Jumat, 29 Juli 2011

LSM: Stop izin tambang

MONDAY, 30 MAY 2011 11:21

BANDA ACEH – Aktivis lingkungan dari beberapa LSM mengingatkan pemerintah tentang berbagai persoalan tambang dan dampak buruk pertambangan di Aceh. Salah satu warning yang dikeluarkan elemen sipil tersebut adalah jangan keluarkan izin tambang kalau pemerintah tak mampu mengontrolnya.

Berbagai persoalan seputar masalah pertambangan mengemuka ketika audiensi aktivis lingkungan dari beberapa LSM dengan Kepala Dinas Pertambangan & Energi (Distamben) Aceh, Said Ikhsan. Audiensi yang berlangsung secara dialogis tersebut mendiskusikan berbagai persoalan tambang di Aceh.

Aktivis lingkungan yang melakukan audiensi tersebut adalah Walhi Aceh, Jaringan Advokasi Tambang (Jatam), Kaukus Pantai Barat-Selatan (KPBS), dan ACSTF.

Juru Bicara Kaukus Pantai Barat-Selatan (KPBS), TAF Haikal, secara filosofis mengatakan, sejak dahulu bencana memang sudah ada, tak terhindarkan. “Bencana adalah siklus alam. Tapi jangan pula kita memperparah dengan merusak alam seperti penambangan. Tambang itu kan udah dipotong di atas, dikeruk lagi di bawah,” katanya.

TAF Haikal menyayangkan aparatur pemerintah yang dengan mudah mengeluarkan izin tambang tetapi kemudian tidak mampu mengontrolnya. “Wajar saja jika investor tambang mempertahankan asetnya kalau ada masalah, pemerintah diam saja. Agar tak memunculkan kerugian terhadap semua pihak, stop mengeluarkan izin tambang kalau memang tak mampu mengontrolnya,” ujar Haikal ketika audiensi maupun dalam keterangan tambahannya kepada Serambi, kemarin.

Dampak buruk
Direktur Eksekutif Walhi Aceh, T Muhammad Zulfikar menyampaikan berbagai persoalan tambang dan dampak buruk pertambangan di Aceh. “Banyak kajian yang menyatakan korelasi antara pembukaan tambang dan lingkungan hidup selalu negatif,” kata Zulfikar.
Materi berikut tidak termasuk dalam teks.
//! Compute models as returned by the Nova v2 API.

use chrono::{DateTime, Utc};
use opencloud_core::ids::{FlavorId, ImageId, ServerId};
use opencloud_core::query::QueryParams;
use opencloud_core::types::parse_timestamp;
use opencloud_core::{Link, Resource};
use serde::{Deserialize, Deserializer, Serialize};
use serde_json::{Map, Value};
use std::collections::HashMap;

/// Reference to another resource by ID and links.
#[derive(Debug, Clone, Serialize, Deserialize, PartialEq, Eq)]
pub struct ResourceRef {
    /// Referenced resource ID.
    pub id: String,
    /// Links to the referenced resource.
    #[serde(default)]
    pub links: Vec<Link>,
}

/// An IP address assigned to a server.
#[derive(Debug, Clone, Serialize, Deserialize, PartialEq, Eq)]
pub struct Address {
    /// Address.
    pub addr: String,
    /// IP version (4 or 6).
    pub version: u8,
}

/// Bandwidth counters reported by the `rax-bandwidth` extension.
#[derive(Debug, Clone, Serialize, Deserialize, PartialEq, Eq)]
pub struct BandwidthUsage {
    /// Network interface (`public`, `private`).
    pub interface: String,
    /// Start of the audit period.
    #[serde(default, skip_serializing_if = "Option::is_none")]
    pub audit_period_start: Option<String>,
    /// End of the audit period.
    #[serde(default, skip_serializing_if = "Option::is_none")]
    pub audit_period_end: Option<String>,
    /// Inbound bytes.
    #[serde(default)]
    pub bandwidth_inbound: u64,
    /// Outbound bytes.
    #[serde(default)]
    pub bandwidth_outbound: u64,
}

/// A compute server.
#[derive(Debug, Clone, Serialize, Deserialize, PartialEq)]
pub struct Server {
    /// Server ID.
    pub id: ServerId,
    /// Server name.
    #[serde(default)]
    pub name: String,
    /// Status (`ACTIVE`, `BUILD`, `ERROR`, ...).
    #[serde(default, skip_serializing_if = "Option::is_none")]
    pub status: Option<String>,
    /// Build progress percentage.
    #[serde(default, skip_serializing_if = "Option::is_none")]
    pub progress: Option<u8>,
    /// Owning tenant.
    #[serde(default, skip_serializing_if = "Option::is_none")]
    pub tenant_id: Option<String>,
    /// Creating user.
    #[serde(default, skip_serializing_if = "Option::is_none")]
    pub user_id: Option<String>,
    /// Host identifier, unique per tenant and host.
    #[serde(rename = "hostId", default, skip_serializing_if = "Option::is_none")]
    pub host_id: Option<String>,
    /// Image the server was built from. Empty for boot-from-volume servers.
    #[serde(default, deserialize_with = "ref_or_empty")]
    pub image: Option<ResourceRef>,
    /// Flavor of the server.
    #[serde(default, deserialize_with = "ref_or_empty")]
    pub flavor: Option<ResourceRef>,
    /// Addresses by network label.
    #[serde(default)]
    pub addresses: HashMap<String, Vec<Address>>,
    /// Public IPv4 access address.
    #[serde(rename = "accessIPv4", default, skip_serializing_if = "Option::is_none")]
    pub access_ipv4: Option<String>,
    /// Public IPv6 access address.
    #[serde(rename = "accessIPv6", default, skip_serializing_if = "Option::is_none")]
    pub access_ipv6: Option<String>,
    /// Key pair name.
    #[serde(default, skip_serializing_if = "Option::is_none")]
    pub key_name: Option<String>,
    /// User metadata.
    #[serde(default)]
    pub metadata: HashMap<String, String>,
    /// Creation timestamp as sent by the server.
    #[serde(default, skip_serializing_if = "Option::is_none")]
    pub created: Option<String>,
    /// Update timestamp as sent by the server.
    #[serde(default, skip_serializing_if = "Option::is_none")]
    pub updated: Option<String>,
    /// Disk partitioning mode (`AUTO`, `MANUAL`).
    #[serde(rename = "OS-DCF:diskConfig", default, skip_serializing_if = "Option::is_none")]
    pub disk_config: Option<String>,
    /// Hypervisor power state.
    #[serde(
        rename = "OS-EXT-STS:power_state",
        default,
        skip_serializing_if = "Option::is_none"
    )]
    pub power_state: Option<u8>,
    /// Current task.
    #[serde(
        rename = "OS-EXT-STS:task_state",
        default,
        skip_serializing_if = "Option::is_none"
    )]
    pub task_state: Option<String>,
    /// VM state.
    #[serde(
        rename = "OS-EXT-STS:vm_state",
        default,
        skip_serializing_if = "Option::is_none"
    )]
    pub vm_state: Option<String>,
    /// Bandwidth usage per interface.
    #[serde(rename = "rax-bandwidth:bandwidth", default)]
    pub bandwidth: Vec<BandwidthUsage>,
    /// Links to the server.
    #[serde(default)]
    pub links: Vec<Link>,
    /// Attributes from other extensions.
    #[serde(flatten)]
    pub extra: Map<String, Value>,
}

impl Server {
    /// Parsed creation timestamp.
    #[must_use]
    pub fn created_at(&self) -> Option<DateTime<Utc>> {
        self.created.as_deref().and_then(parse_timestamp)
    }

    /// Parsed update timestamp.
    #[must_use]
    pub fn updated_at(&self) -> Option<DateTime<Utc>> {
        self.updated.as_deref().and_then(parse_timestamp)
    }

    /// Addresses on the network with `label`, in server order.
    #[must_use]
    pub fn addresses_on(&self, label: &str) -> &[Address] {
        self.addresses.get(label).map_or(&[], Vec::as_slice)
    }

    /// Public IPv4 address, preferring `accessIPv4`.
    #[must_use]
    pub fn public_ipv4(&self) -> Option<&str> {
        self.access_ipv4
            .as_deref()
            .filter(|ip| !ip.is_empty())
            .or_else(|| {
                self.addresses_on("public")
                    .iter()
                    .find(|a| a.version == 4)
                    .map(|a| a.addr.as_str())
            })
    }

    /// Returns true once the server has finished building.
    #[must_use]
    pub fn is_active(&self) -> bool {
        self.status.as_deref() == Some("ACTIVE")
    }
}
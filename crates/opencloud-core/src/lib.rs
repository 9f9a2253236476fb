//! # opencloud-core
//!
//! Core types and utilities for talking to OpenStack and Rackspace compatible clouds.
//!
//! This crate resolves regional endpoints from an authenticated service catalog,
//! builds request URLs against them and decodes paginated JSON listings into typed
//! collections. Concrete services (compute, volumes) live in their own crates and
//! wrap [`service::Service`].
//!
//! ## Modules
//!
//! - [`error`] - Error types and HTTP status code mapping
//! - [`ids`] - Strongly-typed identifier wrappers for cloud resources
//! - [`types`] - URL types, region defaults and other shared vocabulary
//! - [`config`] - Configuration structures for cloud clients
//! - [`catalog`] - Service catalog model and endpoint lookup
//! - [`endpoint`] - Public/private base URL pair selected for a service
//! - [`client`] - HTTP client abstraction and the reqwest-backed implementation
//! - [`service`] - Service base shared by every concrete REST wrapper
//! - [`collection`] - Page-aware resource collections
//! - [`resource`] - Resource trait and the generic key/value record
//! - [`query`] - Query parameter builder

#![deny(missing_docs)]
#![deny(clippy::all)]
#![warn(clippy::pedantic)]
#![allow(clippy::module_name_repetitions)]

pub mod catalog;
pub mod client;
pub mod collection;
pub mod config;
pub mod endpoint;
pub mod error;
pub mod ids;
pub mod query;
pub mod resource;
pub mod service;
pub mod types;

// Re-export commonly used types
pub use catalog::{find_endpoint, CatalogEndpoint, CatalogEntry, EndpointQuery, ServiceCatalog};
pub use client::{Authenticator, CloudClient, HttpClient, HttpClientBuilder, Session};
pub use collection::Collection;
pub use endpoint::Endpoint;
pub use error::{Error, Result};
pub use resource::{Link, Record, Resource};
pub use service::{Extension, Limits, Service};
pub use types::UrlType;
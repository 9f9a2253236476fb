//! Service catalog model and endpoint lookup.
//!
//! The catalog is the list of services an authenticated session may use, each
//! with one endpoint record per region. Lookup is a pure function over an
//! immutable catalog: match the entry on type and name, then pick the endpoint
//! serving the requested region.

use serde::{Deserialize, Serialize};
use serde_json::Value;

use crate::endpoint::Endpoint;
use crate::error::{Error, Result};
use crate::types::UrlType;

/// One regional endpoint record as advertised by the identity service.
#[derive(Debug, Clone, PartialEq, Eq, Serialize, Deserialize)]
pub struct CatalogEndpoint {
    /// Region served; absent for global services
    #[serde(default, skip_serializing_if = "Option::is_none")]
    pub region: Option<String>,

    /// Public base URL
    #[serde(rename = "publicURL", default, skip_serializing_if = "Option::is_none")]
    pub public_url: Option<String>,

    /// Service network base URL
    #[serde(
        rename = "internalURL",
        alias = "privateURL",
        default,
        skip_serializing_if = "Option::is_none"
    )]
    pub private_url: Option<String>,

    /// Tenant the endpoint is scoped to
    #[serde(rename = "tenantId", default, skip_serializing_if = "Option::is_none")]
    pub tenant_id: Option<String>,

    /// API version served
    #[serde(rename = "versionId", default, skip_serializing_if = "Option::is_none")]
    pub version_id: Option<String>,
}

impl CatalogEndpoint {
    /// Returns true if this record serves `region` or is a global endpoint.
    #[must_use]
    pub fn serves_region(&self, region: &str) -> bool {
        self.region.as_deref().map_or(true, |r| r == region)
    }
}

/// A service listed in the catalog.
#[derive(Debug, Clone, PartialEq, Eq, Serialize, Deserialize)]
pub struct CatalogEntry {
    /// Provider-specific service name (e.g. `cloudServersOpenStack`)
    pub name: String,

    /// Service type (e.g. `compute`, `volume`)
    #[serde(rename = "type")]
    pub service_type: String,

    /// Regional endpoint records
    #[serde(default)]
    pub endpoints: Vec<CatalogEndpoint>,
}

impl CatalogEntry {
    /// Returns true if the entry has the given service type.
    #[must_use]
    pub fn has_type(&self, service_type: &str) -> bool {
        self.service_type == service_type
    }

    /// Returns true if the entry has the given service name.
    #[must_use]
    pub fn has_name(&self, name: &str) -> bool {
        self.name == name
    }

    /// First endpoint record serving `region`.
    #[must_use]
    pub fn endpoint_for_region(&self, region: &str) -> Option<&CatalogEndpoint> {
        self.endpoints.iter().find(|e| e.serves_region(region))
    }

    /// Regions this entry advertises endpoints for.
    #[must_use]
    pub fn regions(&self) -> Vec<&str> {
        self.endpoints
            .iter()
            .filter_map(|e| e.region.as_deref())
            .collect()
    }
}

/// The authenticated list of available services.
#[derive(Debug, Clone, Default, PartialEq, Eq, Serialize, Deserialize)]
#[serde(transparent)]
pub struct ServiceCatalog {
    entries: Vec<CatalogEntry>,
}

impl ServiceCatalog {
    /// Create a catalog from its entries.
    #[must_use]
    pub fn new(entries: Vec<CatalogEntry>) -> Self {
        Self { entries }
    }

    /// Decode the catalog out of an identity `access` document.
    ///
    /// Accepts `{"access": {"serviceCatalog": [...]}}`, a bare
    /// `{"serviceCatalog": [...]}` object, or the entry list itself.
    ///
    /// # Errors
    ///
    /// Returns [`Error::ParseError`] if no catalog can be found or decoded.
    pub fn from_access_document(document: &Value) -> Result<Self> {
        let list = document
            .pointer("/access/serviceCatalog")
            .or_else(|| document.get("serviceCatalog"))
            .unwrap_or(document);

        if !list.is_array() {
            return Err(Error::ParseError(
                "identity response does not contain a serviceCatalog list".to_string(),
            ));
        }

        Ok(Self::new(Vec::<CatalogEntry>::deserialize(list)?))
    }

    /// Catalog entries in identity service order.
    #[must_use]
    pub fn entries(&self) -> &[CatalogEntry] {
        &self.entries
    }

    /// Number of services in the catalog.
    #[must_use]
    pub fn len(&self) -> usize {
        self.entries.len()
    }

    /// Returns true if the catalog lists no services.
    #[must_use]
    pub fn is_empty(&self) -> bool {
        self.entries.is_empty()
    }
}

/// Parameters identifying the endpoint a service needs.
#[derive(Debug, Clone, PartialEq, Eq)]
pub struct EndpointQuery {
    /// Service type (e.g. `volume`)
    pub service_type: String,
    /// Service name (e.g. `cloudBlockStorage`)
    pub name: String,
    /// Region (e.g. `DFW`)
    pub region: String,
    /// URL type the service will use
    pub url_type: UrlType,
}

impl EndpointQuery {
    /// Create a new query.
    #[must_use]
    pub fn new(
        service_type: impl Into<String>,
        name: impl Into<String>,
        region: impl Into<String>,
        url_type: UrlType,
    ) -> Self {
        Self {
            service_type: service_type.into(),
            name: name.into(),
            region: region.into(),
            url_type,
        }
    }

    fn not_found(&self) -> Error {
        Error::EndpointNotFound {
            service_type: self.service_type.clone(),
            name: self.name.clone(),
            region: self.region.clone(),
            url_type: self.url_type,
        }
    }
}

/// Select the endpoint for a service from the catalog.
///
/// Entries are scanned in catalog order; the first entry matching both type and
/// name that serves the region wins.
///
/// # Errors
///
/// Returns [`Error::EndpointNotFound`] naming the four query parameters when no
/// entry matches.
pub fn find_endpoint(catalog: &ServiceCatalog, query: &EndpointQuery) -> Result<Endpoint> {
    catalog
        .entries()
        .iter()
        .filter(|entry| entry.has_type(&query.service_type) && entry.has_name(&query.name))
        .find_map(|entry| entry.endpoint_for_region(&query.region))
        .ok_or_else(|| query.not_found())
        .map(Endpoint::from_catalog)
}

#[cfg(test)]
mod tests {
    use super::*;
    use serde_json::json;

    fn catalog() -> ServiceCatalog {
        ServiceCatalog::from_access_document(&json!({
            "access": {
                "serviceCatalog": [
                    {
                        "name": "cloudBlockStorage",
                        "type": "volume",
                        "endpoints": [
                            {
                                "region": "DFW",
                                "tenantId": "123456",
                                "publicURL": "https://dfw.blockstorage.api.rackspacecloud.com/v1/123456"
                            },
                            {
                                "region": "ORD",
                                "tenantId": "123456",
                                "publicURL": "https://ord.blockstorage.api.rackspacecloud.com/v1/123456",
                                "internalURL": "https://snet-ord.blockstorage.api.rackspacecloud.com/v1/123456"
                            }
                        ]
                    },
                    {
                        "name": "cloudDNS",
                        "type": "rax:dns",
                        "endpoints": [
                            { "publicURL": "https://dns.api.rackspacecloud.com/v1.0/123456" }
                        ]
                    }
                ]
            }
        }))
        .unwrap()
    }

    #[test]
    fn test_from_access_document_shapes() {
        assert_eq!(catalog().len(), 2);

        let bare = ServiceCatalog::from_access_document(&json!([
            { "name": "a", "type": "b", "endpoints": [] }
        ]))
        .unwrap();
        assert_eq!(bare.entries()[0].service_type, "b");

        let err = ServiceCatalog::from_access_document(&json!({ "access": {} })).unwrap_err();
        assert!(matches!(err, Error::ParseError(_)));
    }

    #[test]
    fn test_find_endpoint_by_region() {
        let query = EndpointQuery::new("volume", "cloudBlockStorage", "ORD", UrlType::Private);
        let endpoint = find_endpoint(&catalog(), &query).unwrap();

        assert_eq!(endpoint.region(), Some("ORD"));
        assert_eq!(
            endpoint.base_url(UrlType::Private).unwrap().host_str(),
            Some("snet-ord.blockstorage.api.rackspacecloud.com")
        );
    }

    #[test]
    fn test_find_endpoint_global_service_matches_any_region() {
        let query = EndpointQuery::new("rax:dns", "cloudDNS", "SYD", UrlType::Public);
        let endpoint = find_endpoint(&catalog(), &query).unwrap();
        assert!(endpoint.region().is_none());
    }

    #[test]
    fn test_find_endpoint_missing_combinations() {
        let cases = [
            ("compute", "cloudBlockStorage", "DFW"),
            ("volume", "cloudServersOpenStack", "DFW"),
            ("volume", "cloudBlockStorage", "LON"),
        ];

        for (service_type, name, region) in cases {
            let query = EndpointQuery::new(service_type, name, region, UrlType::Public);
            let err = find_endpoint(&catalog(), &query).unwrap_err();
            assert_eq!(
                err,
                Error::EndpointNotFound {
                    service_type: service_type.to_string(),
                    name: name.to_string(),
                    region: region.to_string(),
                    url_type: UrlType::Public,
                }
            );
        }
    }

    #[test]
    fn test_find_endpoint_on_empty_catalog() {
        let query = EndpointQuery::new("volume", "cloudBlockStorage", "DFW", UrlType::Public);
        let err = find_endpoint(&ServiceCatalog::default(), &query).unwrap_err();
        assert_eq!(err.error_code(), "ENDPOINT_NOT_FOUND");
    }

    #[test]
    fn test_endpoint_present_without_requested_url_type() {
        let query = EndpointQuery::new("volume", "cloudBlockStorage", "DFW", UrlType::Private);
        let endpoint = find_endpoint(&catalog(), &query).unwrap();
        assert_eq!(
            endpoint.base_url(UrlType::Private).unwrap_err(),
            Error::BaseUrlNotFound {
                url_type: UrlType::Private
            }
        );
    }

    #[test]
    fn test_entry_regions() {
        let catalog = catalog();
        assert_eq!(catalog.entries()[0].regions(), vec!["DFW", "ORD"]);
        assert!(catalog.entries()[1].regions().is_empty());
    }
}
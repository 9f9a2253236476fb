//! Asynchronous compute service.

use crate::models::{Flavor, Image, Server};
use crate::Result;
use opencloud_core::config::CloudConfig;
use opencloud_core::ids::{FlavorId, ImageId, ServerId};
use opencloud_core::query::QueryParams;
use opencloud_core::types::CloudService;
use opencloud_core::{CloudClient, Collection, Resource, Service, UrlType};
use std::sync::Arc;
use tracing::debug;

/// Catalog type of the compute service.
pub const SERVICE_TYPE: &str = "compute";

/// Catalog name used when none is configured.
pub const DEFAULT_NAME: &str = "cloudServersOpenStack";

/// Attribute namespaces understood by [`Server`] and [`Image`].
pub const NAMESPACES: &[&str] = &["OS-DCF", "OS-EXT-STS", "rax-bandwidth"];

const RESOURCES: &[&str] = &["Server", "Flavor", "Image"];

/// Compute (Nova v2) service bound to one region.
#[derive(Debug, Clone)]
pub struct ComputeService {
    service: Service,
}

impl ComputeService {
    /// Resolve the compute endpoint from the client's catalog.
    ///
    /// # Errors
    ///
    /// Returns an error if the catalog has no matching endpoint or base URL.
    pub async fn new(
        client: Arc<dyn CloudClient>,
        name: impl Into<String>,
        region: impl Into<String>,
        url_type: UrlType,
    ) -> Result<Self> {
        let service = Service::new(client, SERVICE_TYPE, name, region, url_type).await?;
        Ok(Self::wrap(service))
    }

    /// Resolve the compute endpoint using configured name, region and URL type.
    ///
    /// # Errors
    ///
    /// See [`ComputeService::new`].
    pub async fn from_config(client: Arc<dyn CloudClient>, config: &CloudConfig) -> Result<Self> {
        let query = config.endpoint_query(CloudService::Compute);
        let service = Service::from_query(client, query).await?;
        Ok(Self::wrap(service))
    }

    fn wrap(service: Service) -> Self {
        Self {
            service: service
                .with_resources(RESOURCES)
                .with_namespaces(NAMESPACES.iter().copied()),
        }
    }

    /// Underlying generic service.
    #[must_use]
    pub const fn service(&self) -> &Service {
        &self.service
    }

    /// Fetch a server.
    ///
    /// # Errors
    ///
    /// Returns an error if the request fails or the server does not decode.
    pub async fn server(&self, id: ServerId) -> Result<Server> {
        self.service.resource(id).await
    }

    /// List servers. `details` selects the `servers/detail` listing.
    ///
    /// # Errors
    ///
    /// Returns an error if the request fails or the listing does not decode.
    pub async fn server_list(
        &self,
        details: bool,
        filters: &QueryParams,
    ) -> Result<Collection<Server>> {
        self.list::<Server>(details, filters).await
    }

    /// Fetch a flavor.
    ///
    /// # Errors
    ///
    /// Returns an error if the request fails or the flavor does not decode.
    pub async fn flavor(&self, id: &FlavorId) -> Result<Flavor> {
        self.service.resource(id).await
    }

    /// List flavors. `details` selects the `flavors/detail` listing.
    ///
    /// # Errors
    ///
    /// Returns an error if the request fails or the listing does not decode.
    pub async fn flavor_list(
        &self,
        details: bool,
        filters: &QueryParams,
    ) -> Result<Collection<Flavor>> {
        self.list::<Flavor>(details, filters).await
    }

    /// Fetch an image.
    ///
    /// # Errors
    ///
    /// Returns an error if the request fails or the image does not decode.
    pub async fn image(&self, id: ImageId) -> Result<Image> {
        self.service.resource(id).await
    }

    /// List images. `details` selects the `images/detail` listing.
    ///
    /// # Errors
    ///
    /// Returns an error if the request fails or the listing does not decode.
    pub async fn image_list(&self, details: bool, filters: &QueryParams) -> Result<Collection<Image>> {
        self.list::<Image>(details, filters).await
    }

    async fn list<T: Resource>(&self, details: bool, filters: &QueryParams) -> Result<Collection<T>> {
        let path = if details {
            format!("{}/detail", T::RESOURCE_NAME)
        } else {
            T::RESOURCE_NAME.to_string()
        };
        let url = self
            .service
            .get_url(Some(path.as_str()), filters.pairs().iter().cloned());
        debug!(%url, "listing compute resources");
        self.service.collection(Some(url)).await
    }
}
Walhi mengkhawatirkan kondisi itu, apalagi Aceh termasuk daerah yang rawan bencana, sehingga dampak yang ditimbulkan semakin berganda. “Dari dua sampel pertambangan, PT PSU di Manggamat dan PT LSM di Lhoong, sudah menimbulkan konflik sosial. Kayaknya cuma mimpi ada perusahaan tambang yang bisa menerapkan prinsip-prinsip good mining practices, saya belum pernah lihat,” jelas Zulfikar.

Zulfikar menyarankan agar Aceh memaksimalkan dahulu potensi-potensi yang ada seperti agrobisnis, wisata, perikanan, dan lainnya. Apalagi kini menurutnya semua mata tengah melirik Aceh, menantikan keberhasilan program moratorium logging. “Jangan atasnya hijau tapi bawahnya keropos, bolong-bolong,” kata Zulfikar.

Zulfikar mengingatkan apa artinya jika memiliki banyak emas dari pertambangan tetapi hutan dan alam sebagai sumber air menjadi rusak. “Emas nggak ada arti kalau kita tidak ada air yang bisa diminum. Siapkan emas untuk cadangan terakhir, jika yang lain-lain tidak bisa kita olah lagi,” ucapnya.

Sedangkan Rusliadi dari Jatam mengingatkan, konflik tambang di Aceh masih sangat besar. Ia mengambil contoh tambang di Lhoong, yang kebetulan merupakan kampung halamannya.